To us, it sure feels like this is all part of a spectrum, and symptoms vary from flare to flare based on which part of the basal ganglia bears the brunt of the inflammation? Don't know. But docs like Dr. L felt that his initial symptoms were more SC, whereas his later symptoms were clearly PANDAS.

 

This disorder is so damned slippery!!!

 

Oh you and your muddy water! :P But you're right . . . another one of my entirely-personal-non-scientifically-based-whack-a-mole theories shot to heck by your DS's case! :lol: I guess that's just another reason why I won't be getting the Nobel for Science any time soon.

 

Interesting, though, especially in light of the fact that Cunningham has noted some specific differences in terms of D1 and D2 receptor elevations between kids with different behavioral symptoms. But then, I guess inflammation could play into any and all of that, and the impact may even move around based not only upon genetics, but maybe developmental stage as well? Would make some sense in light of the fact that some PANDAS symptoms seem more transient, while other "stick."

 

And even in the OCD world, my DS's compulsions and obsessions are constantly "shape-shifting" in terms of focus, though the severity seems to be tied to infection or re-exposure.

 

You got that right . . . damned slippery!!!

 

We'll be sure to let you know how it goes on the reduced XR; we just figured it was time, and I really am both curious and hoping that we've reached the point now where any impact would be nominal, if it manifests at all. Day 5 and counting . . . . .

Posted

Eamom,

There are several children on this forum receiving one gram per Kilogram, every 21 days and all are seeing improvement. I would like to point out that autoimmune doses of ivig used for lupus, ms, cipd, and autism, done by the leading immunologists in this country looks at igg trough levels and symptoms. Some kids have symptom remission at 1700 some at 1900 some 2000. Keeping the igg trough levels consistently at a an autoimmune level keeps autoimmune symptoms gone. The real half life of ivig is 21 days, according numerous studies done by our Bone Marrow Transplant Division at our childrens hospital. I know swedo and Dr K do one dose high, and Dr B does high every 8 weeks but some kids don't have an infection anymore, and have a chronic state of making antibodies and need to be treated as such.
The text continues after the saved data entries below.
//! Hobby servo on a 50 Hz PWM channel.

use embedded_hal::pwm::SetDutyCycle;

pub const MAX_ANGLE: f32 = 180.0;

#[derive(Debug, Clone, Copy)]
pub struct Config {
    pub frequency_hz: u32,
    /// Pulse width at 0°.
    pub min_pulse_us: u32,
    /// Pulse width at 180°.
    pub max_pulse_us: u32,
}

impl Default for Config {
    fn default() -> Self {
        Self {
            frequency_hz: 50,
            min_pulse_us: 500,
            max_pulse_us: 2500,
        }
    }
}

impl Config {
    pub fn period_us(&self) -> u32 {
        1_000_000 / self.frequency_hz
    }

    /// Linear map of `[0, 180]` onto the pulse range. Out-of-range angles
    /// are clamped first.
    pub fn angle_to_pulse_us(&self, degrees: f32) -> u32 {
        let degrees = degrees.clamp(0.0, MAX_ANGLE);
        let span = (self.max_pulse_us - self.min_pulse_us) as f32;
        self.min_pulse_us + (degrees / MAX_ANGLE * span) as u32
    }

    /// Duty value for `pulse_us` on a channel whose full scale is
    /// `max_duty`.
    pub fn pulse_to_duty(&self, pulse_us: u32, max_duty: u16) -> u16 {
        let pulse_us = pulse_us.clamp(self.min_pulse_us, self.max_pulse_us);
        let duty = u64::from(pulse_us) * u64::from(max_duty) / u64::from(self.period_us());
        duty.min(u64::from(max_duty)) as u16
    }
}

pub struct Servo<P> {
    pwm: P,
    config: Config,
    angle: f32,
}

impl<P: SetDutyCycle> Servo<P> {
    /// Takes a channel already running at `config.frequency_hz` and moves
    /// the horn to the center.
    pub fn new(pwm: P, config: Config) -> Result<Self, P::Error> {
        let mut servo = Self {
            pwm,
            config,
            angle: 0.0,
        };
        servo.center()?;
        Ok(servo)
    }

    pub fn set_angle(&mut self, degrees: f32) -> Result<(), P::Error> {
        let degrees = degrees.clamp(0.0, MAX_ANGLE);
        let pulse = self.config.angle_to_pulse_us(degrees);
        self.set_pulse_width_us(pulse)?;
        self.angle = degrees;
        Ok(())
    }

    pub fn set_pulse_width_us(&mut self, pulse_us: u32) -> Result<(), P::Error> {
        let duty = self
            .config
            .pulse_to_duty(pulse_us, self.pwm.max_duty_cycle());
        self.pwm.set_duty_cycle(duty)
    }

    pub fn angle(&self) -> f32 {
        self.angle
    }

    pub fn move_to_0(&mut self) -> Result<(), P::Error> {
        self.set_angle(0.0)
    }

    pub fn move_to_90(&mut self) -> Result<(), P::Error> {
        self.set_angle(90.0)
    }

    pub fn move_to_180(&mut self) -> Result<(), P::Error> {
        self.set_angle(180.0)
    }

    pub fn center(&mut self) -> Result<(), P::Error> {
        self.set_angle(90.0)
    }

    pub fn release(self) -> P {
        self.pwm
    }
}

#[cfg(test)]
mod tests {
    use super::*;
    use crate::testing::FakePwm;

    #[test]
    fn angle_maps_linearly_onto_pulse_range() {
        let config = Config::default();
        assert_eq!(config.angle_to_pulse_us(0.0), 500);
        assert_eq!(config.angle_to_pulse_us(90.0), 1500);
        assert_eq!(config.angle_to_pulse_us(180.0), 2500);
        assert_eq!(config.angle_to_pulse_us(45.0), 1000);
    }

    #[test]
    fn angles_are_clamped() {
        let config = Config::default();
        assert_eq!(config.angle_to_pulse_us(-30.0), 500);
        assert_eq!(config.angle_to_pulse_us(270.0), 2500);
    }

    #[test]
    fn duty_is_pulse_over_period() {
        let config = Config::default();
        assert_eq!(config.period_us(), 20_000);
        // 14-bit LEDC channel
        assert_eq!(config.pulse_to_duty(1500, 16_383), 1228);
        assert_eq!(config.pulse_to_duty(500, 16_383), 409);
        assert_eq!(config.pulse_to_duty(2500, 16_383), 2047);
        // Pulses outside 500..=2500 µs are clamped
        assert_eq!(config.pulse_to_duty(100, 16_383), 409);
        assert_eq!(config.pulse_to_duty(30_000, 16_383), 2047);
    }

    #[test]
    fn new_centers_the_servo() {
        let servo = Servo::new(FakePwm::new(16_383), Config::default()).unwrap();
        assert_eq!(servo.angle(), 90.0);
        assert_eq!(servo.release().duty, 1228);
    }

    #[test]
    fn preset_positions() {
        let mut servo = Servo::new(FakePwm::new(10_000), Config::default()).unwrap();
        servo.move_to_0().unwrap();
        assert_eq!(servo.angle(), 0.0);
        servo.move_to_180().unwrap();
        assert_eq!(servo.angle(), 180.0);
        servo.set_angle(200.0).unwrap();
        assert_eq!(servo.angle(), 180.0);
        assert_eq!(servo.release().duty, 1250);

        let mut servo = Servo::new(FakePwm::new(10_000), Config::default()).unwrap();
        servo.move_to_90().unwrap();
        assert_eq!(servo.release().duty, 750);
    }
}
Melanie, can chime in if she wants, I know her doc has success stories too. Swedo and Dr K and Dr L talk about their success with the younger children, not as much success with older or more chronic children. Many on this forum know of only the one dose or intermittent dose theory, I think the autoimmune dose like for adem or lupus makes sense, and I know of four children whom after getting their trough levels up to the right levels, saw complete symptom remission(for 8 years plus), some are now in college. If you want a comparison disease its like guillion barre, first attack needs PEX or one ivig. Second third attack, disease is chronic and then igg levels need to be maintained at 2000 to see symptom remission. One thing is for sure, we need the immunologists and rheumotologists talking with the Cunningham becuz I believe that one ivig may work, but if not this disease needs to be treated like a chronic autoimmune disorder.

Posted

For all of the Dr B patients, check your kids trough levels see if they match symptom remission. This means get weekly igg level after ivig for the 10 weeks post ivig. Watch for symptoms returning from your children. This will help u determine what trough level your child needs to redirect antibodies. Then adjust dosing frequency and volume to best minimize side effects. It takes up to six months of ivig to start to see this pattern, initial doses, first dose this should not be done, stary this process around the third dose of ivig. My dd had a clear pattern of symptom remission and resurgence after 9 days of ivig each month.